Diuretics boost outcome for metabolic syndrome

US research suggests NICE hypertension guidance is too narrow.

Diuretics are at least as effective as other hypertension drugs for improving clinical outcome in patients with the metabolic syndrome, US research claims.

The findings go against previous assumptions that ACE inhibitors, alpha-blockers and calcium channel blockers are preferable to diuretics because of their better metabolic profile.

For the study data on 42,418 patients with hypertension and at least one other cardiovascular risk factor was reviewed to determine the efficacy of thiazide diuretics in patients with the metabolic syndrome.

Of the 23,077 participants with the metabolic syndrome those on an ACE inhibitor, alpha-blocker or calcium-channel blocker had higher rates of heart failure and combined cardiovascular disease than those given the diuretic. This trend was even more marked among black patients.

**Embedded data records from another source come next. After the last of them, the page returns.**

//! Canonize Store
//!
//! One validated reference implementation per task, gated on an oracle
//! pass and stored atomically.
//!
//! # Core Concepts
//!
//! - [`CanonRecord`]: Source, content hash, property snapshot and provenance of a canon
//! - [`CanonBackend`]: At-most-one-record-per-task storage
//! - [`InMemoryBackend`] / [`FileBackend`]: `dashmap` entry and rename-into-place persistence
//! - [`CanonStore`]: Creation gates, lookup and candidate comparison
//! - [`CanonSelectionPolicy`]: Choose a canon among oracle-passing candidates

#![warn(unreachable_pub)]
#![warn(missing_docs)]

mod backend;
mod error;
mod policy;
mod record;
mod store;

pub use backend::{CanonBackend, FileBackend, InMemoryBackend};
pub use error::{StoreError, StoreResult};
pub use policy::{CanonChoice, CanonSelectionPolicy};
pub use record::{validate_task_id, CanonRecord, ValidationProvenance, MAX_TASK_ID_LEN};
pub use store::{CanonComparison, CanonStore};

/// Version of this crate
pub const VERSION: &str = env!("CARGO_PKG_VERSION");

#[cfg(test)]
mod integration_tests {
    use super::*;
    use canonize_contract::OracleResult;
    use proptest::prelude::*;

    proptest! {
        #[test]
        fn oracle_failures_never_create_a_canon(rate in 0.0f64..1.0, k in 0i64..100) {
            let store = CanonStore::in_memory();
            let code = format!("def f(n):\n    return n + {k}\n");
            let result = store.create("t", &code, &OracleResult::fail(rate, ""), true);
            let refused = matches!(result, Err(StoreError::CanonCreationRefused { .. }));
            prop_assert!(refused);
            prop_assert!(store.load("t").unwrap().is_none());
        }

        #[test]
        fn canon_is_at_distance_zero_from_itself(k in 0i64..100, branch in any::<bool>()) {
            let store = CanonStore::in_memory();
            let code = if branch {
                format!("def f(n):\n    if n > {k}:\n        return n\n    return {k}\n")
            } else {
                format!("def f(n):\n    return n * {k}\n")
            };
            store.create("t", &code, &OracleResult::pass(""), true).unwrap();
            prop_assert!(store.compare("t", &code).unwrap().distance.abs() < f64::EPSILON);
        }
    }
}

Findings support the inclusion of diuretics in the final NICE guideline on hypertension published in 2006. Diuretics did not feature in the draft version of the guideline, but after consultation were recommended for black patients and those over 55.

But the latest findings suggest that those with the metabolic syndrome should also be prescribed diuretics.

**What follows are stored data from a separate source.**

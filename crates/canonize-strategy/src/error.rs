//! Strategy errors

use canonize_syntax::ParseError;

/// Internal strategy failures
///
/// These never abort a run: the pipeline logs them and moves on to the next
/// strategy or difference.
#[derive(Debug, Clone, PartialEq, Eq, thiserror::Error)]
pub enum StrategyError {
    /// Source handed to a strategy does not parse
    #[error("source does not parse: {0}")]
    Parse(#[from] ParseError),

    /// Difference carries a hint the strategy cannot act on
    #[error("strategy '{strategy}' cannot act on a '{hint}' hint")]
    UnexpectedHint {
        /// Strategy name
        strategy: &'static str,
        /// Hint tag received
        hint: &'static str,
    },

    /// Hint names a function the source does not define
    #[error("no top-level function '{0}' in source")]
    MissingFunction(String),
}

impl StrategyError {
    /// Create an unexpected hint error
    #[must_use]
    pub const fn unexpected_hint(strategy: &'static str, hint: &'static str) -> Self {
        Self::UnexpectedHint { strategy, hint }
    }

    /// Create a missing function error
    #[must_use]
    pub fn missing_function(name: impl Into<String>) -> Self {
        Self::MissingFunction(name.into())
    }
}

Lead researcher Dr Jackson Wright, from Case Western Reserve University in Ohio, said: 'These results confirm that for people with the metabolic syndrome, diuretics remain unsurpassed in preventing (negative) clinical outcomes.

'For black patients, especially those with the metabolic syndrome, this is a clear indication that diuretics are the treatment of choice.'

He added that calcium channel blockers were a reasonable alternative for patients intolerant to diuretics.


Arch Intern Med 2008; 168: 2-17, live links at www.healthcarerepublic.com.